En los últimos dos años, sin embargo, la inversión educativa ha empezado de nuevo a perder prioridad: se contrajo en términos reales en el 2018 y mostró estancamiento en el 2019 según los estudios de Trejos y Mata para el Estado de la Nación, situación que aleja al país del cumplimiento de la norma constitucional del 8% del PIB.
Momentos difíciles no pueden llevarnos a decisiones equivocadas
Actualmente el agravamiento de la situación fiscal debido a la pandemia por la enfermedad COVID-19 coloca al país frente a decisiones difíciles sobre qué rubros recortar para evitar que el Estado caiga en una situación de insolvencia. Es la hora que no queríamos tener pero que llegó y frente a ella tener visión de largo plazo sobre el futuro del país es lo que debe prevalecer ante cualquier decisión de recorte.
Se discuten esta semana en la Asamblea Legislativa 40 mociones al presupuesto de educación del 2021 que en suma recortan ₡190 mil millones que impactan programas importantes de equidad, tecnologías de información, evaluación y capacitación docente, justamente las áreas que hoy más se requieren para cerrar las brechas que la pandemia ha ampliado y que afectan a los y las estudiantes más vulnerables. Se trata también de los programas que se requieren para preparar la reapertura de los centros educativos el próximo año la cual debería darse cuanto antes a fin de evitar mayores brechas y retrocesos en los aprendizajes de la mayoría de los estudiantes.

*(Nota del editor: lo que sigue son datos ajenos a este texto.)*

use crate::{
    expr::{ConstructionError, Expr, Variable},
    substitute::Substitution,
};
use super::Arity;

#[cfg(feature = "numerical")]
use crate::approximate::{approximate_with, EvalError};

/// A function defined symbolically by a body expression over a list of formal parameters.
///
/// Applying a user function keeps the call in the tree, as in `cot(x)`. The body is only used
/// when the call has to be looked into: [`UserFunction::expand`] substitutes the actual arguments
/// for the formals, which is how user functions are differentiated and evaluated.
#[derive(Debug, Clone, PartialEq)]
pub struct UserFunction {
    name: String,
    formals: Vec<Variable>,
    body: Expr,
}

impl UserFunction {
    /// Defines a function. Fails if the name is empty or a parameter is listed twice.
    pub fn new(name: impl Into<String>, formals: Vec<Variable>, body: Expr) -> Result<Self, ConstructionError> {
        let name = name.into();
        if name.is_empty() {
            return Err(ConstructionError::EmptyName);
        }
        for (i, formal) in formals.iter().enumerate() {
            if formals[..i].contains(formal) {
                return Err(ConstructionError::DuplicateParameter(formal.id().to_string()));
            }
        }
        Ok(Self { name, formals, body })
    }

    /// Defines a function whose name and parameters are known to be valid.
    pub(crate) fn unchecked(name: &str, formals: Vec<Variable>, body: Expr) -> Self {
        Self { name: name.to_string(), formals, body }
    }

    pub fn name(&self) -> &str {
        &self.name
    }

    pub fn formals(&self) -> &[Variable] {
        &self.formals
    }

    pub fn body(&self) -> &Expr {
        &self.body
    }

    pub fn arity(&self) -> Arity {
        Arity::Exactly(self.formals.len())
    }

    /// Returns the body with each formal parameter replaced by the matching argument.
    pub fn expand(&self, args: &[Expr]) -> Result<Expr, ConstructionError> {
        if args.len() != self.formals.len() {
            return Err(ConstructionError::ArgumentCount {
                function: self.name.clone(),
                expected: self.arity(),
                found: args.len(),
            });
        }
        if self.formals.is_empty() {
            return Ok(self.body.clone());
        }

        let substitution = Substitution::from_lists(self.formals.clone(), args.to_vec())?;
        substitution.apply(&self.body)
    }

    /// Evaluates the body with the formals bound to the given values.
    #[cfg(feature = "numerical")]
    pub fn evaluate(&self, args: &[f64]) -> Result<f64, EvalError> {
        if args.len() != self.formals.len() {
            return Err(EvalError::ArgumentCount {
                function: self.name.clone(),
                expected: self.arity(),
                found: args.len(),
            });
        }

        let bindings = self.formals
            .iter()
            .map(|formal| formal.id().to_string())
            .zip(args.iter().copied())
            .collect();
        approximate_with(&self.body, &bindings)
    }
}

#[cfg(test)]
mod tests {
    use pretty_assertions::assert_eq;
    use crate::function::Builtin;

    use super::*;

    fn square() -> UserFunction {
        let t = Variable::new("t").unwrap();
        let body = Expr::from(t.clone()) * Expr::from(t.clone());
        UserFunction::new("square", vec![t], body).unwrap()
    }

    #[test]
    fn expand_substitutes_arguments() {
        let x = Expr::from(Variable::new("x").unwrap());
        let sin = Expr::builtin(Builtin::Sin, vec![x]);
        let expanded = square().expand(&[sin]).unwrap();
        assert_eq!(expanded.to_string(), "sin(x) * sin(x)");
    }

    #[test]
    fn rejects_bad_definitions() {
        let t = Variable::new("t").unwrap();
        assert_eq!(
            UserFunction::new("f", vec![t.clone(), t.clone()], Expr::from(1)),
            Err(ConstructionError::DuplicateParameter("t".to_string())),
        );
        assert_eq!(UserFunction::new("", vec![t], Expr::from(1)), Err(ConstructionError::EmptyName));
        assert!(square().expand(&[]).is_err());
    }

    #[cfg(feature = "numerical")]
    #[test]
    fn evaluation() {
        assert_eq!(square().evaluate(&[3.0]), Ok(9.0));
        assert!(square().evaluate(&[3.0, 4.0]).is_err());
    }
}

En la actual coyuntura es necesario que el país mantenga el rol protector de la educación como hasta ahora lo ha hecho y como lo muestra el programa de Comedores Escolares del MEP, con el cual Costa Rica ha dado una lección en América Latina sobre la importancia de contar con políticas educativas universales robustas y sostenibles en materia financiera que han protegido a estudiantes y sus familias en la pandemia. En esta línea un estudio reciente de Naciones Unidas, presentado la semana pasada, señaló que hoy más que nunca los países deben proteger al máximo los presupuestos en educación en todos los niveles y asegurar que el monto de los presupuestos en términos absolutos se mantenga o incluso crezca para evitar comprometer el desarrollo humano de toda una generación.
Lo anterior requiere una apuesta clara por la niñez y adolescencia de los países y un gran liderazgo de los gobiernos y los parlamentos de los países para poder salir bien de la emergencia. Lo que implica garantizar acciones claves como aperturas seguras de centros educativos con infraestructura y conectividad adecuadas, así como planes remediales con recursos educativos, tecnológicos suficientes que permitan recuperar con éxito las trayectorias educativas de los niños, niñas y adolescentes y evitar altos índices de exclusión. Se trata de tareas claves que demandarán también un uso altamente eficiente de los fondos y una gestión por resultados de las instituciones del Estado.
Hoy vivimos momentos complejos en donde las decisiones que se tomen marcarán los caminos a seguir en los próximos años. Es por ello que no podemos cometer el error histórico de los 80 de recortar en educación, lo cual fue, sin lugar a dudas, una mala decisión de política pública cuyos costos ya conocemos y que sabemos no es la senda que nos permitirá enfrentar el futuro, ni lograr una sociedad de mayores oportunidades.